Inspiring Future Women in STEM: EDF Energy Pretty Curious X Star Wars

As a now Dr of biochemistry, it may surprise you to learn that my strongest subject at school was French. I could whip up essays on French literature with complete ease and I loved every lesson. I was (and still am) obsessed with French culture, fashion and music and like to watch French films and read French books in the hopes of not completely losing what came so naturally to me all those years ago. So why on earth didn’t I do French at university? That’s a question I asked myself during the more stressful days of my PhD and was one of the toughest decisions of my life.
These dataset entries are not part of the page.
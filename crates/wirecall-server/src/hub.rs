//! Emission hub: the fan-out registry for server pushes.
//!
//! The hub is owned by the server that created it; there is no process
//! global. Channels appear in registration order and that order is the
//! fan-out order. Every push frame is a notification-shaped request whose
//! id slot carries the subscription id, so an observer can correlate
//! without extra bookkeeping.

use std::collections::HashMap;

use tokio::sync::{RwLock, mpsc};
use tracing::{debug, warn};
use uuid::Uuid;

use wirecall_jsonrpc::{RequestId, RequestParams, RpcRequest};

/// Channel identifier, unique per accepted connection.
pub type ChannelId = String;

/// Per-channel subscription bookkeeping: method → ordered subscription ids,
/// each `(method, id)` pair held at most once.
#[derive(Debug, Clone, Default)]
pub struct SubscriptionTable {
    by_method: HashMap<String, Vec<RequestId>>,
}

impl SubscriptionTable {
    pub fn new() -> Self {
        Self::default()
    }

    /// True when the pair was newly added; a duplicate is a no-op.
    pub fn subscribe(&mut self, method: &str, id: RequestId) -> bool {
        let ids = self.by_method.entry(method.to_string()).or_default();
        if ids.contains(&id) {
            false
        } else {
            ids.push(id);
            true
        }
    }

    /// True when the pair existed.
    pub fn unsubscribe(&mut self, method: &str, id: &RequestId) -> bool {
        let Some(ids) = self.by_method.get_mut(method) else {
            return false;
        };
        let before = ids.len();
        ids.retain(|known| known != id);
        let removed = ids.len() < before;
        if ids.is_empty() {
            self.by_method.remove(method);
        }
        removed
    }

    /// Subscription ids for a method, in the order they subscribed.
    pub fn ids_for(&self, method: &str) -> &[RequestId] {
        self.by_method.get(method).map(Vec::as_slice).unwrap_or(&[])
    }

    pub fn subscription_count(&self) -> usize {
        self.by_method.values().map(Vec::len).sum()
    }

    pub fn is_empty(&self) -> bool {
        self.by_method.is_empty()
    }
}

struct ChannelEntry {
    id: ChannelId,
    sender: mpsc::Sender<String>,
    subscriptions: SubscriptionTable,
}

/// Outcome of one emission pass.
#[derive(Debug, Clone, Copy, PartialEq, Eq, Default)]
pub struct EmitSummary {
    /// Notifications written, one per subscribed id on a live channel.
    pub delivered: usize,
    /// Channels deregistered because a write failed.
    pub dropped: usize,
}

/// Broadcast registry: channels in registration order, each with its own
/// subscription table and push pipe.
pub struct EmissionHub {
    channels: RwLock<Vec<ChannelEntry>>,
    buffer_size: usize,
}

impl EmissionHub {
    pub fn new(buffer_size: usize) -> Self {
        Self {
            channels: RwLock::new(Vec::new()),
            buffer_size: buffer_size.max(1),
        }
    }

    /// Add a channel; the driver keeps the receiving end of the push pipe.
    pub async fn register(&self) -> (ChannelId, mpsc::Receiver<String>) {
        let id = Uuid::now_v7().to_string();
        let (sender, receiver) = mpsc::channel(self.buffer_size);
        let mut channels = self.channels.write().await;
        channels.push(ChannelEntry {
            id: id.clone(),
            sender,
            subscriptions: SubscriptionTable::new(),
        });
        debug!(channel = %id, total = channels.len(), "channel registered");
        (id, receiver)
    }

    /// Remove a channel along with its subscriptions; idempotent.
    pub async fn deregister(&self, id: &str) -> bool {
        let mut channels = self.channels.write().await;
        let before = channels.len();
        channels.retain(|entry| entry.id != id);
        let removed = channels.len() < before;
        if removed {
            debug!(channel = %id, total = channels.len(), "channel deregistered");
        }
        removed
    }

    /// Record `(method, id)` for a channel. `Some(true)` when newly added,
    /// `Some(false)` for a duplicate, `None` when the channel is unknown.
    pub async fn subscribe(&self, channel: &str, method: &str, id: RequestId) -> Option<bool> {
        let mut channels = self.channels.write().await;
        let entry = channels.iter_mut().find(|entry| entry.id == channel)?;
        let added = entry.subscriptions.subscribe(method, id);
        debug!(%channel, %method, added, "subscribe");
        Some(added)
    }

    /// Drop `(method, id)` for a channel. `Some(true)` when the pair
    /// existed, `None` when the channel is unknown.
    pub async fn unsubscribe(&self, channel: &str, method: &str, id: &RequestId) -> Option<bool> {
        let mut channels = self.channels.write().await;
        let entry = channels.iter_mut().find(|entry| entry.id == channel)?;
        let removed = entry.subscriptions.unsubscribe(method, id);
        debug!(%channel, %method, removed, "unsubscribe");
        Some(removed)
    }

    pub async fn channel_count(&self) -> usize {
        self.channels.read().await.len()
    }

    pub async fn subscription_count(&self, channel: &str) -> usize {
        self.channels
            .read()
            .await
            .iter()
            .find(|entry| entry.id == channel)
            .map(|entry| entry.subscriptions.subscription_count())
            .unwrap_or(0)
    }

    /// Fan one emission out to every subscribed id, visiting channels in
    /// registration order.
    ///
    /// Any write failure (closed pipe, full buffer, unserializable frame)
    /// deregisters that channel after the pass. Nothing is retried and the
    /// emitter never sees an error; a dead peer is not an error condition
    /// for emitting code.
    pub async fn emit(&self, method: &str, params: Option<RequestParams>) -> EmitSummary {
        let mut summary = EmitSummary::default();
        let mut dead: Vec<ChannelId> = Vec::new();
        {
            let channels = self.channels.read().await;
            for entry in channels.iter() {
                let ids = entry.subscriptions.ids_for(method);
                if ids.is_empty() {
                    continue;
                }
                for id in ids {
                    match push_frame(method, params.as_ref(), id) {
                        Ok(frame) => match entry.sender.try_send(frame) {
                            Ok(()) => summary.delivered += 1,
                            Err(err) => {
                                warn!(channel = %entry.id, %method, "push write failed: {err}");
                                dead.push(entry.id.clone());
                                break;
                            }
                        },
                        Err(err) => {
                            warn!(channel = %entry.id, %method, "push frame unserializable: {err}");
                            dead.push(entry.id.clone());
                            break;
                        }
                    }
                }
            }
        }
        for id in &dead {
            self.deregister(id).await;
        }
        summary.dropped = dead.len();
        summary
    }
}

/// Synthesize the push frame: `{jsonrpc, method, params, id}` with the
/// subscription id in the id slot. Typed construction keeps the frame
/// well-formed by definition.
fn push_frame(
    method: &str,
    params: Option<&RequestParams>,
    id: &RequestId,
) -> Result<String, serde_json::Error> {
    serde_json::to_string(&RpcRequest::new(id.clone(), method, params.cloned()))
}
Back then (10 years ago!) there were no visible role models for young women in science; there was no Instagram or Facebook communities for girls interested in science. I was one of the only girls in my chemistry class and the only person there who was not doing it to get onto a medicine degree. Biochemistry isn’t studied at school-age, only biology and chemistry separately, so taking the leap to devote 4 years of my life (in fact, 8!) to a subject that I didn’t really know anything about was a big gamble; I questioned myself many times, as did my French teachers, whilst my chemistry teacher tried to put me off, highlighting that science didn’t come naturally to me. A dreadful thing to say to a 17-year-old perhaps, but he was completely right, even now. I found science interesting, but I had to work damn hard at it. I’m happy to say, the hard work paid off!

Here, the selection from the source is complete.